Table 1 |.
Brain pathology associated with the three Alzheimer disease variants
| Pathology | Feature | Alzheimer disease variant | ||
|---|---|---|---|---|
| Autosomal dominant | APOE ε4 sporadic | Non-APOE ε4 sporadic | ||
| Aβ | Global burden | +++97,98 | ++117,118 | +117,118 |
| Topography | Precuneus; isthmus of cingulate gyrus, posterior cingulate and anterior cingulate gyri; rostral middle frontal gyrus, pars opercularis and pars triangularis of inferior frontal gyrus; orbital frontal gyrus; paracentral gyrus; postcentral gyrus; lateral temporal gyrus; lateral parietal gyrus; lateral occipital and pericalcarine gyri; and caudate nucleus81,89,90 | Precuneus; isthmus of cingulate gyrus, posterior cingulate and anterior cingulate gyri; medial and lateral orbitofrontal gyrus; rostral middle frontal and superior frontal gyri; and paracentral gyrus113,117 | Precuneus; isthmus of cingulate gyrus, posterior cingulate and anterior cingulate gyri; medial and lateral orbitofrontal gyri; paracentral gyrus; superior parietal lobe; and supramarginal gyrus113,117 | |
| Tau | Global burden | +++91 | ++126 | +++126 |
| Topography | Precuneus; isthmus of cingulate gyrus and posterior cingulate gyrus; middle and inferior frontal gyri; medial and lateral temporal gyri; lateral parietal lobe; lateral occipital lobe91 | Precuneus; isthmus of cingulate gyrus and posterior cingulate gyrus; middle frontal gyrus; medial, middle and inferior temporal gyri; lateral parietal lobe; lateral occipital lobe124,126–128 | Precuneus; isthmus of cingulate gyrus and posterior cingulate gyrus; superior, middle and inferior frontal gyri; medial, middle and inferior temporal gyri; lateral parietal lobe; lateral occipital lobe124,126–128 | |
| TDP43 | Global burden | Variable: −/+93,94 | ++130 | +130 |
| Topography | Hippocampus and amygdala93 | Amygdala, hippocampus, medial frontal gyrus130 | ||
| α-Synuclein | Global burden | Variable: −/+/++94–96 | ++131 | +131 |
| Topography | Amygdala96 | Not reported | Not reported | |
| Cerebral amyloid angiopathy | Global burden | +++97,98 | +++119 | +119 |
| Topography | Type 1 or type 2 (REF.17) | Type 1 (REFS120–123) | Type 2 (REFS120–123) | |
| Neuroinflammation | Topography | Colocalized with tau and Aβ pathology99 | Colocalized with tau and Aβ pathology99,167–170 | Weaker colocalization with tau and Aβ pathology99,167–170 |
| Neurodegeneration | Global burden | +++12 | +126 | ++126 |
| Topography | Precuneus; pars opercularis of inferior frontal gyrus; medial, superior and middle temporal gyri; lateral parietal lobe; lateral occipital lobe81,90,92 | Precuneus; isthmus of cingulate gyrus and posterior cingulate gyrus; medial, superior, and middle temporal gyri; temporoparietal junction125–127,129 | Precuneus; isthmus of cingulate gyrus and posterior cingulate gyrus; superior, middle and inferior frontal gyri; medial, superior and middle temporal gyri; temporoparietal junction; parietal lobe125–127,129 | |
The number of plus signs reflects the global burden of brain pathology based on studies comparing autosomal dominant Alzheimer disease (AD) with sporadic AD, and APOE ε4-related sporadic variants with APOE ε4-unrelated sporadic variants.
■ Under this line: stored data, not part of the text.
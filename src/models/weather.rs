//! Hourly weather series and the reading resolved from it

use std::fmt::Display;

use chrono::NaiveDateTime;
use serde::{Deserialize, Serialize};

use super::Coordinate;

/// Hourly variables requested from the API, in request order
pub const HOURLY_VARIABLES: &str = "temperature_2m,weathercode,windspeed_10m,relativehumidity_2m";

/// Index-aligned hourly samples for a requested day range.
///
/// Samples are optional because the API reports gaps as `null`.
#[derive(Debug, Clone, Default, PartialEq, Serialize, Deserialize)]
pub struct HourlySeries {
    /// Local ISO-8601 timestamps, e.g. `2024-01-01T12:00`
    pub time: Vec<String>,
    /// Temperature in Celsius
    #[serde(rename = "temperature_2m", default)]
    pub temperature: Vec<Option<f64>>,
    /// WMO weather code
    #[serde(rename = "weathercode", default)]
    pub weather_code: Vec<Option<i32>>,
    /// Wind speed in km/h
    #[serde(rename = "windspeed_10m", default)]
    pub wind_speed: Vec<Option<f64>>,
    /// Relative humidity in percent
    #[serde(rename = "relativehumidity_2m", default)]
    pub humidity: Vec<Option<i32>>,
}

impl HourlySeries {
    #[must_use]
    pub fn len(&self) -> usize {
        self.time.len()
    }

    #[must_use]
    pub fn is_empty(&self) -> bool {
        self.time.is_empty()
    }

    /// All value sequences have the same length as `time`
    #[must_use]
    pub fn is_aligned(&self) -> bool {
        let len = self.time.len();
        self.temperature.len() == len
            && self.weather_code.len() == len
            && self.wind_speed.len() == len
            && self.humidity.len() == len
    }

    #[must_use]
    pub fn temperature_at(&self, index: usize) -> f64 {
        sample(&self.temperature, index)
    }

    #[must_use]
    pub fn weather_code_at(&self, index: usize) -> i32 {
        sample(&self.weather_code, index)
    }

    #[must_use]
    pub fn wind_speed_at(&self, index: usize) -> f64 {
        sample(&self.wind_speed, index)
    }

    #[must_use]
    pub fn humidity_at(&self, index: usize) -> i32 {
        sample(&self.humidity, index)
    }
}

// Missing or null samples fall back to the type's zero value.
fn sample<T: Copy + Default>(values: &[Option<T>], index: usize) -> T {
    values.get(index).copied().flatten().unwrap_or_default()
}

/// Weather for one requested date and time at one coordinate
#[derive(Debug, Clone, PartialEq, Serialize, Deserialize)]
pub struct WeatherReading {
    /// The requested date and time, not the sample's own timestamp
    pub timestamp: NaiveDateTime,
    /// Temperature in Celsius
    pub temperature: f64,
    /// WMO weather code
    pub weather_code: i32,
    /// Wind speed in km/h
    pub wind_speed: f64,
    /// Relative humidity in percent
    pub humidity: i32,
    /// Where the query was made
    pub coordinate: Coordinate,
}

impl WeatherReading {
    #[must_use]
    pub fn description(&self) -> &'static str {
        weather_code_to_description(self.weather_code)
    }

    #[must_use]
    pub fn icon(&self) -> &'static str {
        weather_code_to_icon(self.weather_code)
    }

    /// Format temperature with unit
    #[must_use]
    pub fn format_temperature(&self) -> String {
        format_temperature(self.temperature)
    }

    /// Format wind speed with unit
    #[must_use]
    pub fn format_wind(&self) -> String {
        format_wind(self.wind_speed)
    }

    #[must_use]
    pub fn format_humidity(&self) -> String {
        format!("{}%", self.humidity)
    }
}

impl Display for WeatherReading {
    fn fmt(&self, f: &mut std::fmt::Formatter<'_>) -> std::fmt::Result {
        writeln!(
            f,
            "{} {}  {}",
            self.icon(),
            self.description(),
            self.timestamp.format("%d.%m.%Y %H:%M")
        )?;
        writeln!(f, "   🌡️ {}", self.format_temperature())?;
        writeln!(f, "   💨 {}", self.format_wind())?;
        writeln!(f, "   💧 {}", self.format_humidity())?;
        write!(f, "   📍 {}", self.coordinate.format_coordinates())
    }
}

/// Temperature truncated to whole degrees, e.g. `20°C`
#[must_use]
pub fn format_temperature(celsius: f64) -> String {
    format!("{}°C", celsius.trunc() as i64)
}

/// Wind speed truncated to whole km/h
#[must_use]
pub fn format_wind(km_per_hour: f64) -> String {
    format!("{} km/h", km_per_hour.trunc() as i64)
}

/// Convert a WMO weather code to the stored human-readable description
#[must_use]
pub fn weather_code_to_description(code: i32) -> &'static str {
    match code {
        0 => "Ясно",
        1 => "Преимущественно ясно",
        2 => "Переменная облачность",
        3 => "Пасмурно",
        45 | 48 => "Туман",
        51 | 53 | 55 => "Морось",
        61 | 63 | 65 => "Дождь",
        66 | 67 => "Ледяной дождь",
        71 | 73 | 75 => "Снег",
        77 => "Снежные зерна",
        80..=82 => "Ливень",
        85 | 86 => "Снегопад",
        95 => "Гроза",
        96 | 99 => "Гроза с градом",
        _ => "Неизвестно",
    }
}

/// Convert a WMO weather code to a display icon
#[must_use]
pub fn weather_code_to_icon(code: i32) -> &'static str {
    match code {
        0 => "☀️",
        1 | 2 => "⛅",
        3 => "☁️",
        45 | 48 => "🌫️",
        51 | 53 | 55 | 61 | 63 | 65 => "🌧️",
        66 | 67 => "🌧️❄️",
        71 | 73 | 75 => "❄️",
        77 | 85 | 86 => "🌨️",
        80..=82 | 95 => "⛈️",
        96 | 99 => "⛈️🌨️",
        _ => "🌈",
    }
}

#[cfg(test)]
mod tests {
    use super::*;
    use chrono::NaiveDate;
    use rstest::rstest;

    #[rstest]
    #[case(0, "Ясно", "☀️")]
    #[case(1, "Преимущественно ясно", "⛅")]
    #[case(2, "Переменная облачность", "⛅")]
    #[case(3, "Пасмурно", "☁️")]
    #[case(45, "Туман", "🌫️")]
    #[case(48, "Туман", "🌫️")]
    #[case(53, "Морось", "🌧️")]
    #[case(65, "Дождь", "🌧️")]
    #[case(66, "Ледяной дождь", "🌧️❄️")]
    #[case(73, "Снег", "❄️")]
    #[case(77, "Снежные зерна", "🌨️")]
    #[case(81, "Ливень", "⛈️")]
    #[case(86, "Снегопад", "🌨️")]
    #[case(95, "Гроза", "⛈️")]
    #[case(99, "Гроза с градом", "⛈️🌨️")]
    fn test_weather_code_table(
        #[case] code: i32,
        #[case] description: &str,
        #[case] icon: &str,
    ) {
        assert_eq!(weather_code_to_description(code), description);
        assert_eq!(weather_code_to_icon(code), icon);
    }

    #[rstest]
    #[case(i32::MIN)]
    #[case(-1)]
    #[case(4)]
    #[case(47)]
    #[case(52)]
    #[case(97)]
    #[case(100)]
    #[case(i32::MAX)]
    fn test_unknown_codes_fall_back(#[case] code: i32) {
        assert_eq!(weather_code_to_description(code), "Неизвестно");
        assert_eq!(weather_code_to_icon(code), "🌈");
    }

    #[test]
    fn test_mapping_is_total_over_small_range() {
        for code in -200..=200 {
            assert!(!weather_code_to_description(code).is_empty());
            assert!(!weather_code_to_icon(code).is_empty());
        }
    }

    #[test]
    fn test_series_sampling_defaults() {
        let series = HourlySeries {
            time: vec!["2024-01-01T00:00".into(), "2024-01-01T01:00".into()],
            temperature: vec![Some(-3.5), None],
            weather_code: vec![Some(71)],
            wind_speed: vec![Some(12.0), Some(14.0)],
            humidity: vec![],
        };

        assert!(!series.is_aligned());
        assert_eq!(series.temperature_at(0), -3.5);
        assert_eq!(series.temperature_at(1), 0.0);
        assert_eq!(series.weather_code_at(1), 0);
        assert_eq!(series.wind_speed_at(1), 14.0);
        assert_eq!(series.humidity_at(0), 0);
    }

    #[test]
    fn test_series_deserializes_nulls() {
        let json = r#"{
            "time": ["2024-01-01T00:00", "2024-01-01T01:00"],
            "temperature_2m": [1.5, null],
            "weathercode": [3, 61],
            "windspeed_10m": [null, 7.2],
            "relativehumidity_2m": [80, 82]
        }"#;

        let series: HourlySeries = serde_json::from_str(json).unwrap();
        assert!(series.is_aligned());
        assert_eq!(series.len(), 2);
        assert_eq!(series.temperature, vec![Some(1.5), None]);
        assert_eq!(series.wind_speed_at(0), 0.0);
        assert_eq!(series.humidity_at(1), 82);
    }

    #[test]
    fn test_reading_formatting() {
        let reading = WeatherReading {
            timestamp: NaiveDate::from_ymd_opt(2024, 3, 5)
                .unwrap()
                .and_hms_opt(9, 0, 0)
                .unwrap(),
            temperature: -2.7,
            weather_code: 71,
            wind_speed: 15.9,
            humidity: 88,
            coordinate: Coordinate::new(59.9386, 30.3141),
        };

        assert_eq!(reading.description(), "Снег");
        assert_eq!(reading.format_temperature(), "-2°C");
        assert_eq!(reading.format_wind(), "15 km/h");
        assert_eq!(reading.format_humidity(), "88%");

        let text = reading.to_string();
        assert!(text.contains("05.03.2024 09:00"));
        assert!(text.contains("59.9386, 30.3141"));
    }
}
Head-to-head comparisons among autosomal dominant AD, APOE ε4-related AD and APOE ε4-unrelated sporadic AD are not available. Global burden: +, low; ++, intermediate; +++, high. Regions listed under ‘topography’ are those mainly affected by pathology. Cerebral amyloid angiopathy type 1 is with capillary involvement, whereas type 2 is without capillary involvement. The topography of Aβ, tau and neurodegeneration and their burden are graphically represented in FIG. 1. Aβ, amyloid-β; TDP43, TAR DNA-binding protein 43.